In a third aspect, the present disclosure also provides an electronic device comprising a memory and a processor, and computer instructions stored on the memory and executed on the processor, wherein the computer instructions, when executed by the processor, perform the steps of the method of the first aspect.
In a fourth aspect, the present disclosure also provides a computer-readable storage medium for storing computer instructions which, when executed by a processor, perform the steps of the method of the first aspect.
Compared with the prior art, the beneficial effect of this disclosure is:
Aiming at the problem that the traditional algorithm is sensitive to the selection of the initial clustering center, the density area is divided, the initial clustering center is selected in the high density area, and the noise point of the low density area is avoided. And (3) introducing the characteristic weight of the intuitive fuzzy entropy calculation data set, weighting the characteristic value, and considering the influence of the characteristic weight on the clustering result.
The clustering method of the fuzzy C mean value based on the intuitive fuzzy set improves the traditional FCM algorithm under the intuitive fuzzy environment, selects the initial clustering center by defining the area density parameter, and can avoid the noise in the data set; the fuzzy entropy is used for removing the characteristic weight weighting, so that the fuzzy degree of the fuzzy set is more accurately reflected, and the clustering effect and the time complexity of the algorithm are improved. The automobile is divided into 3 types according to different characteristics, the automobile can be used as one of references when being purchased, the association degree between the automobile data can be accurately judged by combining the clustering analysis result, and the problems of the automobile in the aspects of energy consumption, fault analysis and the like can be found by operators and producers in time.
Drawings
The accompanying drawings, which are incorporated in and constitute a part of this application, illustrate embodiments of the application and, together with the description, serve to explain the application and are not intended to limit the application.
FIG. 1 is a flow chart of the method of the first embodiment.
Detailed Description
It should be noted that the following detailed description is exemplary and is intended to provide further explanation of the disclosure. Unless defined otherwise, all technical and scientific terms used herein have the same meaning as commonly understood by one of ordinary skill in the art to which this application belongs.

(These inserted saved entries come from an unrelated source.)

use sea_orm::entity::prelude::*;

#[derive(Clone, Debug, PartialEq, DeriveEntityModel)]
#[sea_orm(table_name = "categories")]
pub struct Model {
    #[sea_orm(primary_key, auto_increment = false)]
    pub id: Uuid,
    #[sea_orm(unique)]
    pub name: String,
}

#[derive(Copy, Clone, Debug, EnumIter, DeriveRelation)]
pub enum Relation {
    #[sea_orm(has_many = "super::products::Entity")]
    Products,
}

impl Related<super::products::Entity> for Entity {
    fn to() -> RelationDef {
        Relation::Products.def()
    }
}

impl ActiveModelBehavior for ActiveModel {}
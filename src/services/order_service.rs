use chrono::Utc;
use sea_orm::{
    ActiveModelTrait, ColumnTrait, Condition, EntityTrait, PaginatorTrait, QueryFilter,
    QueryOrder, QuerySelect, Set, TransactionTrait,
};
use uuid::Uuid;

use crate::{
    audit,
    dto::orders::{OrderList, OrderWithItems, UpdateOrderStatusRequest},
    entity::{
        OrderItems, Orders, Users,
        order_items::Column as OrderItemCol,
        orders::{ActiveModel as OrderActive, Column as OrderCol},
    },
    error::{AppError, AppResult},
    middleware::auth::{AuthUser, ensure_permission},
    models::{Order, OrderItem},
    order_status::{is_valid_status, payment_status_for, status_label},
    permissions::Permission,
    response::{ApiResponse, Meta},
    routes::params::{OrderListQuery, SortOrder},
    state::AppState,
};

pub async fn list_orders(
    state: &AppState,
    user: &AuthUser,
    query: OrderListQuery,
) -> AppResult<ApiResponse<OrderList>> {
    ensure_permission(user, Permission::ViewOrders)?;

    let (page, limit, offset) = query.pagination().normalize();
    let mut condition = Condition::all();
    if let Some(status) = query.status.as_ref().filter(|s| !s.is_empty()) {
        condition = condition.add(OrderCol::Status.eq(status.to_uppercase()));
    }

    let sort_order = query.sort_order.unwrap_or(SortOrder::Desc);

    let mut finder = Orders::find().filter(condition);
    finder = match sort_order {
        SortOrder::Asc => finder.order_by_asc(OrderCol::OrderDate),
        SortOrder::Desc => finder.order_by_desc(OrderCol::OrderDate),
    };

    let total = finder.clone().count(&state.orm).await? as i64;

    let orders = finder
        .limit(limit as u64)
        .offset(offset as u64)
        .all(&state.orm)
        .await?
        .into_iter()
        .map(Order::from)
        .collect();

    let meta = Meta::new(page, limit, total);
    Ok(ApiResponse::success(
        "Ok",
        OrderList { items: orders },
        Some(meta),
    ))
}

pub async fn get_order(
    state: &AppState,
    user: &AuthUser,
    id: Uuid,
) -> AppResult<ApiResponse<OrderWithItems>> {
    ensure_permission(user, Permission::ViewOrders)?;

    let order = Orders::find_by_id(id)
        .one(&state.orm)
        .await?
        .ok_or(AppError::NotFound)?;

    let items = OrderItems::find()
        .filter(OrderItemCol::OrderId.eq(order.id))
        .all(&state.orm)
        .await?
        .into_iter()
        .map(OrderItem::from)
        .collect();

    Ok(ApiResponse::success(
        "OK",
        OrderWithItems {
            order: Order::from(order),
            items,
        },
        Some(Meta::empty()),
    ))
}

/// Moves an order to a new status and emails the customer.
///
/// The email goes to the shipping address on the order, falling back to the
/// account email. No recipient means no email; the update still succeeds.
pub async fn update_order_status(
    state: &AppState,
    user: &AuthUser,
    id: Uuid,
    payload: UpdateOrderStatusRequest,
) -> AppResult<ApiResponse<Order>> {
    ensure_permission(user, Permission::EditOrders)?;

    let status = payload.status.trim().to_uppercase();
    if !is_valid_status(&status) {
        return Err(AppError::BadRequest(format!(
            "Unknown order status '{}'",
            payload.status
        )));
    }

    let txn = state.orm.begin().await?;
    let order = Orders::find_by_id(id)
        .one(&txn)
        .await?
        .ok_or(AppError::NotFound)?;
    let previous = order.status.clone();

    let payment_status = payment_status_for(&status, &order.payment_method);

    let mut active: OrderActive = order.into();
    active.status = Set(status.clone());
    if let Some(payment_status) = payment_status {
        active.payment_status = Set(payment_status.to_string());
    }
    active.updated_at = Set(Utc::now().into());
    let order = active.update(&txn).await?;
    txn.commit().await?;

    let recipient = match order
        .shipping_email
        .as_deref()
        .map(str::trim)
        .filter(|e| !e.is_empty())
    {
        Some(email) => Some(email.to_string()),
        None => Users::find_by_id(order.user_id)
            .one(&state.orm)
            .await?
            .and_then(|u| u.email),
    };

    match recipient {
        Some(to) => {
            let subject = format!("Your order is now: {}", status_label(&status));
            let mut body = format!(
                "Hi {}, your order status changed from {} to {}.",
                order.shipping_first_name,
                status_label(&previous),
                status_label(&status)
            );
            if let Some(message) = payload.message.as_deref().filter(|m| !m.trim().is_empty()) {
                body.push_str("\n\n");
                body.push_str(message.trim());
            }
            state
                .notifier
                .send_order_status_update(&to, order.id, &subject, &body);
        }
        None => tracing::debug!(order_id = %order.id, "no recipient for status email"),
    }

    audit::record(
        &state.orm,
        user.user_id,
        "order_status_update",
        "orders",
        serde_json::json!({ "order_id": order.id, "from": previous, "to": status }),
    )
    .await;

    Ok(ApiResponse::success(
        "Order updated",
        Order::from(order),
        Some(Meta::empty()),
    ))
}
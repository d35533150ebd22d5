use chrono::{Duration, Utc};
use jsonwebtoken::{EncodingKey, Header, encode};
use sea_orm::sea_query::{Expr, Func};
use sea_orm::{ActiveModelTrait, ColumnTrait, EntityTrait, QueryFilter, Set};
use uuid::Uuid;

use crate::{
    audit,
    crypto::{hash_password, verify_password},
    dto::auth::{
        Claims, ForgotPasswordRequest, LoginRequest, LoginResponse, RegisterRequest,
        ResetPasswordRequest,
    },
    entity::{RolePermissions, Roles, Users, role_permissions, roles, users},
    error::{AppError, AppResult},
    models::User,
    permissions::ROLE_CUSTOMER,
    response::{ApiResponse, Meta},
    seed::USER_STATUS_ACTIVE,
    state::AppState,
};

const MIN_PASSWORD_LEN: usize = 8;
const TOKEN_TTL_HOURS: i64 = 24;
const RESET_TOKEN_TTL_HOURS: i64 = 1;

pub async fn register_user(
    state: &AppState,
    payload: RegisterRequest,
) -> AppResult<ApiResponse<User>> {
    let RegisterRequest {
        username,
        password,
        first_name,
        last_name,
        email,
        phone,
    } = payload;
    let username = username.trim().to_string();
    let email = email.trim().to_lowercase();

    if username.is_empty() || email.is_empty() {
        return Err(AppError::BadRequest("username and email are required".into()));
    }
    if password.len() < MIN_PASSWORD_LEN {
        return Err(AppError::BadRequest(format!(
            "password must be at least {MIN_PASSWORD_LEN} characters"
        )));
    }

    let taken = Users::find()
        .filter(users::Column::Username.eq(username.as_str()))
        .one(&state.orm)
        .await?;
    if taken.is_some() {
        return Err(AppError::BadRequest("Username is already taken".into()));
    }
    if find_by_email(state, &email).await?.is_some() {
        return Err(AppError::BadRequest("Email is already taken".into()));
    }

    let role = Roles::find()
        .filter(roles::Column::Name.eq(ROLE_CUSTOMER))
        .one(&state.orm)
        .await?
        .ok_or_else(|| AppError::Internal(anyhow::anyhow!("{ROLE_CUSTOMER} is not seeded")))?;

    let password_hash =
        hash_password(&password).map_err(|e| AppError::Internal(anyhow::anyhow!(e.to_string())))?;
    let verification_token = new_token();

    let user = users::ActiveModel {
        id: Set(Uuid::new_v4()),
        username: Set(username),
        password_hash: Set(password_hash),
        role_id: Set(role.id),
        first_name: Set(first_name),
        last_name: Set(last_name),
        email: Set(Some(email.clone())),
        phone: Set(phone),
        status: Set(USER_STATUS_ACTIVE.to_string()),
        email_verified: Set(false),
        verification_token: Set(Some(verification_token.clone())),
        reset_token: Set(None),
        reset_token_expires_at: Set(None),
        created_at: Set(Utc::now().into()),
    }
    .insert(&state.orm)
    .await?;

    let verify_url = format!(
        "{}/api/auth/verify?token={verification_token}",
        state.auth.public_base_url
    );
    state.notifier.send_verification(&email, &verify_url);

    audit::record(
        &state.orm,
        user.id,
        "user_register",
        "users",
        serde_json::json!({ "user_id": user.id }),
    )
    .await;

    Ok(ApiResponse::success(
        "User created",
        User::from_entity(user, role.name),
        None,
    ))
}

pub async fn verify_email(
    state: &AppState,
    token: &str,
) -> AppResult<ApiResponse<serde_json::Value>> {
    let user = Users::find()
        .filter(users::Column::VerificationToken.eq(token))
        .one(&state.orm)
        .await?
        .ok_or_else(|| AppError::BadRequest("Invalid verification token".into()))?;

    let user_id = user.id;
    let mut active: users::ActiveModel = user.into();
    active.email_verified = Set(true);
    active.verification_token = Set(None);
    active.update(&state.orm).await?;

    audit::record(
        &state.orm,
        user_id,
        "user_verify_email",
        "users",
        serde_json::json!({ "user_id": user_id }),
    )
    .await;

    Ok(ApiResponse::ack("Email verified"))
}

pub async fn login_user(
    state: &AppState,
    payload: LoginRequest,
) -> AppResult<ApiResponse<LoginResponse>> {
    let LoginRequest { username, password } = payload;
    let user = Users::find()
        .filter(users::Column::Username.eq(username.trim()))
        .one(&state.orm)
        .await?
        .ok_or_else(|| AppError::BadRequest("Invalid username or password".into()))?;

    if !verify_password(&password, &user.password_hash) {
        return Err(AppError::BadRequest("Invalid username or password".into()));
    }
    if user.status != USER_STATUS_ACTIVE {
        return Err(AppError::Unauthorized("Account is not active".into()));
    }
    // Accounts created without an email (the bootstrap admin) have nothing to verify.
    if user.email.is_some() && !user.email_verified {
        return Err(AppError::Unauthorized("Email address is not verified".into()));
    }

    let role = Roles::find_by_id(user.role_id)
        .one(&state.orm)
        .await?
        .ok_or_else(|| AppError::Internal(anyhow::anyhow!("user {} has no role", user.id)))?;

    let permissions = RolePermissions::find()
        .filter(role_permissions::Column::RoleId.eq(role.id))
        .all(&state.orm)
        .await?
        .into_iter()
        .map(|row| row.permission)
        .collect();

    let expiration = Utc::now()
        .checked_add_signed(Duration::hours(TOKEN_TTL_HOURS))
        .ok_or_else(|| AppError::Internal(anyhow::anyhow!("Failed to set expiration")))?;

    let claims = Claims {
        sub: user.id.to_string(),
        role: role.name,
        permissions,
        exp: expiration.timestamp() as usize,
    };

    let token = encode(
        &Header::default(),
        &claims,
        &EncodingKey::from_secret(state.auth.jwt_secret.as_bytes()),
    )
    .map_err(|e| AppError::Internal(anyhow::anyhow!(e.to_string())))?;

    audit::record(
        &state.orm,
        user.id,
        "user_login",
        "users",
        serde_json::json!({ "user_id": user.id }),
    )
    .await;

    Ok(ApiResponse::success(
        "Logged in",
        LoginResponse {
            token: format!("Bearer {token}"),
        },
        Some(Meta::empty()),
    ))
}

/// Always acknowledges, so the response does not reveal which emails exist.
pub async fn forgot_password(
    state: &AppState,
    payload: ForgotPasswordRequest,
) -> AppResult<ApiResponse<serde_json::Value>> {
    let email = payload.email.trim().to_lowercase();
    if let Some(user) = find_by_email(state, &email).await? {
        let token = new_token();
        let expires_at = Utc::now() + Duration::hours(RESET_TOKEN_TTL_HOURS);

        let user_id = user.id;
        let mut active: users::ActiveModel = user.into();
        active.reset_token = Set(Some(token.clone()));
        active.reset_token_expires_at = Set(Some(expires_at.into()));
        active.update(&state.orm).await?;

        let reset_url = format!(
            "{}/reset-password?token={token}",
            state.auth.public_base_url
        );
        state.notifier.send_password_reset(&email, &reset_url);

        audit::record(
            &state.orm,
            user_id,
            "password_reset_requested",
            "users",
            serde_json::json!({ "user_id": user_id }),
        )
        .await;
    } else {
        tracing::debug!("password reset requested for unknown email");
    }

    Ok(ApiResponse::ack(
        "If the email is registered, a reset link has been sent",
    ))
}

pub async fn reset_password(
    state: &AppState,
    payload: ResetPasswordRequest,
) -> AppResult<ApiResponse<serde_json::Value>> {
    if payload.password.len() < MIN_PASSWORD_LEN {
        return Err(AppError::BadRequest(format!(
            "password must be at least {MIN_PASSWORD_LEN} characters"
        )));
    }

    let user = Users::find()
        .filter(users::Column::ResetToken.eq(payload.token.as_str()))
        .one(&state.orm)
        .await?
        .ok_or_else(|| AppError::BadRequest("Invalid or expired reset token".into()))?;

    let expired = user
        .reset_token_expires_at
        .as_ref()
        .is_none_or(|expires_at| expires_at.with_timezone(&Utc) < Utc::now());
    if expired {
        return Err(AppError::BadRequest("Invalid or expired reset token".into()));
    }

    let password_hash = hash_password(&payload.password)
        .map_err(|e| AppError::Internal(anyhow::anyhow!(e.to_string())))?;

    let user_id = user.id;
    let mut active: users::ActiveModel = user.into();
    active.password_hash = Set(password_hash);
    active.reset_token = Set(None);
    active.reset_token_expires_at = Set(None);
    active.update(&state.orm).await?;

    audit::record(
        &state.orm,
        user_id,
        "password_reset",
        "users",
        serde_json::json!({ "user_id": user_id }),
    )
    .await;

    Ok(ApiResponse::ack("Password updated"))
}

async fn find_by_email(state: &AppState, email: &str) -> AppResult<Option<users::Model>> {
    Ok(Users::find()
        .filter(Expr::expr(Func::lower(Expr::col(users::Column::Email))).eq(email.to_lowercase()))
        .one(&state.orm)
        .await?)
}

fn new_token() -> String {
    Uuid::new_v4().simple().to_string()
}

It is noted that the terminology used herein is for the purpose of describing particular embodiments only and is not intended to be limiting of example embodiments according to the present application. As used herein, the singular forms "a", "an" and "the" are intended to include the plural forms as well, and it should be understood that when the terms "comprises" and/or "comprising" are used in this specification, they specify the presence of stated features, steps, operations, devices, components, and/or combinations thereof, unless the context clearly indicates otherwise.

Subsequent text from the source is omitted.